Bob Jones math stars place fifth nationally

MADISON – The Math Team at Bob Jones High School consistently holds a stellar record with competitions. However, the students recently beat their own record for the highest score that any Bob Jones team has ever reached.

Bob Jones Math Team placed fifth in the nation and first among Alabama schools in the Team Scramble Competition with National Assessment & Testing. Bob Jones racked a score of 79, compared to the highest score of 89 by first-place Bergen County Academies in Hackensack, N.J.

Team members are Thais Arslanbekov, Elaine Bao, Jonathan Byers, Xueer Chen, Neha Chopade, Puja Chopade, Megan Danh, Nolan Drummond, Joy Duan, Sophia Fedoseyev, Yashas Gentela, Jonathan Gunasekaran, Benjamin Gunasekaran, Michael Guthrie, Constance Hu, Williams Hu, Noah Hutnik, Reedham Kalariya, Su Yeon Kim, Shiyeon Ku, Sherry Lee, Maanasi Limaye, Joshua Lin, Hubert Mitchell, Thomas Nguyen, Julia Nguyen, Joy Onawola, Felicia Onawola, Justin Pan, Aubteen Pour-Biazar, Ashwin Prabhakar, Soorya Ramesh, Pranav Ramesh, Dalton Shurtz, Alex Stern, Jeffrey Tuggle, Sam Uchitel, Samanvi Vootukuri, Isaac Wang, John Yoo, James Yoo, Mike Zhang, Will Bao, Daniel Sheng, Timothy Zhu, Skylar Elliot and Constance Wang.

“Though this is the tenth year in a row that we have placed nationally, this is our highest ever score and placement in this competition,” sponsor and math teacher Kimberly Cox said.

James Clemens High School also proved their mastery of the curriculum by placing 11th nationally and compiling a score of 68.

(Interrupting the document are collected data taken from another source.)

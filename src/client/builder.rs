use std::any::Any;
use std::collections::HashMap;
use std::sync::{Arc, Weak};
use std::time::Duration;

use bsatn_core::{AlgebraicValue, BsatnResult, ProductSchema};

use super::decoder::{FnRowDecoder, RowDecoder};
use super::delegate::ConnectionDelegate;
use super::DbConnection;
use crate::config::ConnectionConfig;
use crate::error::ClientResult;
use crate::protocol::Compression;

pub struct DbConnectionBuilder {
    config: ConnectionConfig,
    delegate: Option<Weak<dyn ConnectionDelegate>>,
    decoders: HashMap<String, Arc<dyn RowDecoder>>,
}

impl Default for DbConnectionBuilder {
    fn default() -> Self {
        Self::new()
    }
}

impl DbConnectionBuilder {
    pub fn new() -> Self {
        Self::from_config(ConnectionConfig::default())
    }

    pub fn from_config(config: ConnectionConfig) -> Self {
        Self {
            config,
            delegate: None,
            decoders: HashMap::new(),
        }
    }

    pub fn with_uri(mut self, uri: &str) -> Self {
        self.config.uri = uri.to_string();
        self
    }

    pub fn with_database(mut self, database: &str) -> Self {
        self.config.database = database.to_string();
        self
    }

    pub fn with_token(mut self, token: Option<String>) -> Self {
        self.config.token = token;
        self
    }

    pub fn with_compression(mut self, compression: Compression) -> Self {
        self.config.compression = compression;
        self
    }

    pub fn with_light_mode(mut self, light: bool) -> Self {
        self.config.light_mode = light;
        self
    }

    pub fn auto_reconnect(mut self, enabled: bool) -> Self {
        self.config.auto_reconnect = enabled;
        self
    }

    pub fn max_reconnect_attempts(mut self, attempts: u32) -> Self {
        self.config.max_reconnect_attempts = attempts;
        self
    }

    pub fn reconnect_backoff(mut self, base: Duration, max: Duration, jitter: Duration) -> Self {
        self.config.reconnect_base_delay = base;
        self.config.reconnect_max_delay = max;
        self.config.reconnect_jitter = jitter;
        self
    }

    pub fn query_timeout(mut self, timeout: Duration) -> Self {
        self.config.query_timeout = timeout;
        self
    }

    /// The connection keeps only a weak reference; the caller owns the delegate.
    pub fn with_delegate<D: ConnectionDelegate + 'static>(mut self, delegate: &Arc<D>) -> Self {
        let delegate: Arc<dyn ConnectionDelegate> = delegate.clone();
        self.delegate = Some(Arc::downgrade(&delegate));
        self
    }

    pub fn with_table<T, F>(mut self, table: &str, schema: ProductSchema, decode: F) -> Self
    where
        T: Any + Send + Sync,
        F: Fn(Vec<AlgebraicValue>) -> BsatnResult<T> + Send + Sync + 'static,
    {
        self.decoders.insert(
            table.to_string(),
            Arc::new(FnRowDecoder::new(schema, decode)),
        );
        self
    }

    pub fn build(self) -> ClientResult<DbConnection> {
        self.config.validate()?;
        Ok(DbConnection::from_parts(
            self.config,
            self.delegate,
            self.decoders,
        ))
    }

    /// Build and connect in one step.
    pub async fn connect(self) -> ClientResult<DbConnection> {
        let conn = self.build()?;
        conn.connect().await?;
        Ok(conn)
    }
}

Madison was one of only three cities in the country to have multiple schools in the finals. Memphis, Tenn. had two representatives with Memphis University School and White Station High School. From San Jose, Calif., Valley Christian High School and The Harker School placed nationally.

Team Scramble Competition involves 100 problems in a 30-minute test. The entire team races to complete a single answer sheet, exercising collaborative and organizational skills in addition to mathematical skills in various topics.

From the 2018 tests, examples of easier problems included “Evaluate: -50 -9(-43-(-76)) -53” and “What is the midpoint of the line segment connecting the points (8, -5) and (-14, -9)?”

The test’s harder problems included these problems:

* “Six years ago, JT was three times as old as Wyatt. Five years from now, he’ll be twice as old as Wyatt. How old is JT now?”

* “Expand and combine like terms: (a + b -c) (2a -b + 3c)”

* “What is the point of intersection, in the form (x,y), of the lines 2X + 6y = 2 and y = 6x -8?”

National Assessment & Testing administers high quality, affordable mathematics competitions for math teams and honor societies. Contests cover diverse topics, difficulties and formats to provide both confidence and challenges to students of all abilities.